Interview
Rencontre avec la musicienne luxembourgeoise Ninon avant son concert au „Gudde Wëllen“
Ninon fait de la pop comme elle peint: par couches et par retouches. Elle projette ses chansons comme des photogrammes d’un film à venir. Si les morceaux sont des images, les images sont des étreintes mélodiques et ces étreintes sont mélancoliques. Ce soir au „De Gudde Wëllen“, elle présente son nouvel EP, „Afterglow“. Entretien.
Elle se produit sur scène au „Gudde Wëllen“: la musicienne luxembourgeoise Ninon Photo: Thomas Bekkius
Tageblatt: Dans la musique francophone, il y a pas mal de chanteuses et chanteurs qui ont pour nom de scène leur prénom: Angèle, Camille, Anaïs, Raphaël … Ce sont des prénoms assez courants, mais une fois qu’on les tape sur Google, ce sont eux qui apparaissent. Vous, c’est aussi votre vrai prénom, Ninon?
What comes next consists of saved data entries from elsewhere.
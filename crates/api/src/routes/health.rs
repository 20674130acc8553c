use axum::{routing::get, Json, Router};
use serde::Serialize;

use crate::state::AppState;

/// Health check response payload.
#[derive(Serialize)]
pub struct HealthResponse {
    /// Overall service status.
    pub status: &'static str,
    /// Crate version from Cargo.toml.
    pub version: &'static str,
}

/// GET /health -- returns service health.
async fn health_check() -> Json<HealthResponse> {
    Json(HealthResponse {
        status: "ok",
        version: env!("CARGO_PKG_VERSION"),
    })
}

/// Mount health check routes (intended for root-level, NOT under `/api`).
pub fn router() -> Router<AppState> {
    Router::new().route("/health", get(health_check))
}
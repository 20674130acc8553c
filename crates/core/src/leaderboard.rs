//! Leaderboard ranking and daily bonus merge rules.
//!
//! Pure functions over in-memory entry lists; the HTTP layer loads and
//! persists them through `vitrina-store` under the collection mutexes.

use serde::{Deserialize, Serialize};
use serde_json::Value;

use crate::error::CoreError;

/// The ranking table keeps at most this many entries.
pub const LEADERBOARD_CAP: usize = 100;

/// Daily bonus ceiling.
pub const DAILY_BONUS_CAP: i64 = 10;

/// Score points per bonus unit.
pub const BONUS_SCORE_STEP: i64 = 100;

/// One ranking entry. `id` is the user id; the maximum score seen wins.
#[derive(Debug, Clone, PartialEq, Eq, Serialize, Deserialize)]
pub struct LeaderboardEntry {
    pub id: String,
    pub username: String,
    pub score: i64,
}

/// One live bonus-ledger entry per user. `date` is an ISO calendar date;
/// `count` resets when the date rolls over and never decreases within a day.
#[derive(Debug, Clone, PartialEq, Eq, Serialize, Deserialize)]
pub struct BonusEntry {
    pub id: String,
    pub date: String,
    pub count: i64,
}

/// Bonus units implied by a score: `min(10, score div 100)`.
pub fn bonus_for_score(score: i64) -> i64 {
    (score / BONUS_SCORE_STEP).min(DAILY_BONUS_CAP)
}

/// Coerce a raw `POST /api/leaderboard` body into `(id, username, score)`.
///
/// `id` and `username` accept strings or numbers; `score` accepts an integer
/// or a decimal string. Anything else is a validation error (surfaced as 400).
pub fn parse_score_report(body: &Value) -> Result<(String, String, i64), CoreError> {
    let object = body
        .as_object()
        .ok_or_else(|| CoreError::Validation("Invalid data".into()))?;
    if !["id", "username", "score"]
        .iter()
        .all(|k| object.contains_key(*k))
    {
        return Err(CoreError::Validation("Invalid data".into()));
    }

    let as_text = |value: &Value| -> Option<String> {
        match value {
            Value::String(s) => Some(s.clone()),
            Value::Number(n) => Some(n.to_string()),
            _ => None,
        }
    };

    let id = as_text(&object["id"]);
    let username = as_text(&object["username"]);
    let score = match &object["score"] {
        Value::Number(n) => n.as_i64(),
        Value::String(s) => s.trim().parse().ok(),
        _ => None,
    };

    match (id, username, score) {
        (Some(id), Some(username), Some(score)) => Ok((id, username, score)),
        _ => Err(CoreError::Validation("Invalid data types".into())),
    }
}

/// Merge a score report into the bonus ledger for `today`.
///
/// Creates the user's entry at zero if absent, resets it to zero when its
/// date differs from `today`, then raises `count` to the score-implied value
/// if that is larger. `count` never decreases within a day.
pub fn merge_bonus(entries: &mut Vec<BonusEntry>, user_id: &str, score: i64, today: &str) {
    let entry = match entries.iter_mut().find(|b| b.id == user_id) {
        Some(entry) => {
            if entry.date != today {
                entry.date = today.to_string();
                entry.count = 0;
            }
            entry
        }
        None => {
            entries.push(BonusEntry {
                id: user_id.to_string(),
                date: today.to_string(),
                count: 0,
            });
            entries.last_mut().expect("just pushed")
        }
    };

    let implied = bonus_for_score(score);
    if implied > entry.count {
        entry.count = implied;
    }
}

/// Today's bonus count for `user_id`, without mutating the ledger.
///
/// A stale entry (different date) reads as zero; it is only reset by the
/// next score report, never by a read.
pub fn bonus_count(entries: &[BonusEntry], user_id: &str, today: &str) -> i64 {
    entries
        .iter()
        .find(|b| b.id == user_id && b.date == today)
        .map_or(0, |b| b.count)
}

/// Merge a score report into the ranking table.
///
/// An existing entry's score and username are overwritten only when the new
/// score is strictly greater; otherwise a new entry is appended. The table
/// is then sorted by score descending (stable, so ties keep their order)
/// and truncated to [`LEADERBOARD_CAP`].
pub fn apply_score(board: &mut Vec<LeaderboardEntry>, user_id: &str, username: &str, score: i64) {
    match board.iter_mut().find(|e| e.id == user_id) {
        Some(entry) => {
            if score > entry.score {
                entry.score = score;
                entry.username = username.to_string();
            }
        }
        None => board.push(LeaderboardEntry {
            id: user_id.to_string(),
            username: username.to_string(),
            score,
        }),
    }

    board.sort_by(|a, b| b.score.cmp(&a.score));
    board.truncate(LEADERBOARD_CAP);
}

/// Top entries by score descending (what `GET /api/leaderboard` returns).
pub fn ranked(mut board: Vec<LeaderboardEntry>) -> Vec<LeaderboardEntry> {
    board.sort_by(|a, b| b.score.cmp(&a.score));
    board.truncate(LEADERBOARD_CAP);
    board
}

// ---------------------------------------------------------------------------
// Tests
// ---------------------------------------------------------------------------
Ninon: Oui, je suis née Ninon. C’est vrai que je suis passée par plusieurs phases avec mon nom de scène. Au début, je voulais le changer, prendre un pseudo qui n’ait rien à voir avec moi, et puis je me suis dit que Ninon, au fond, j’aimais bien, et ce n’était pas si commun, surtout au Luxembourg. Quand on cherche „Ninon“ sur Internet, il y en a plein; j’espère qu’un jour ce sera mon nom qui sortira en premier dans les résultats!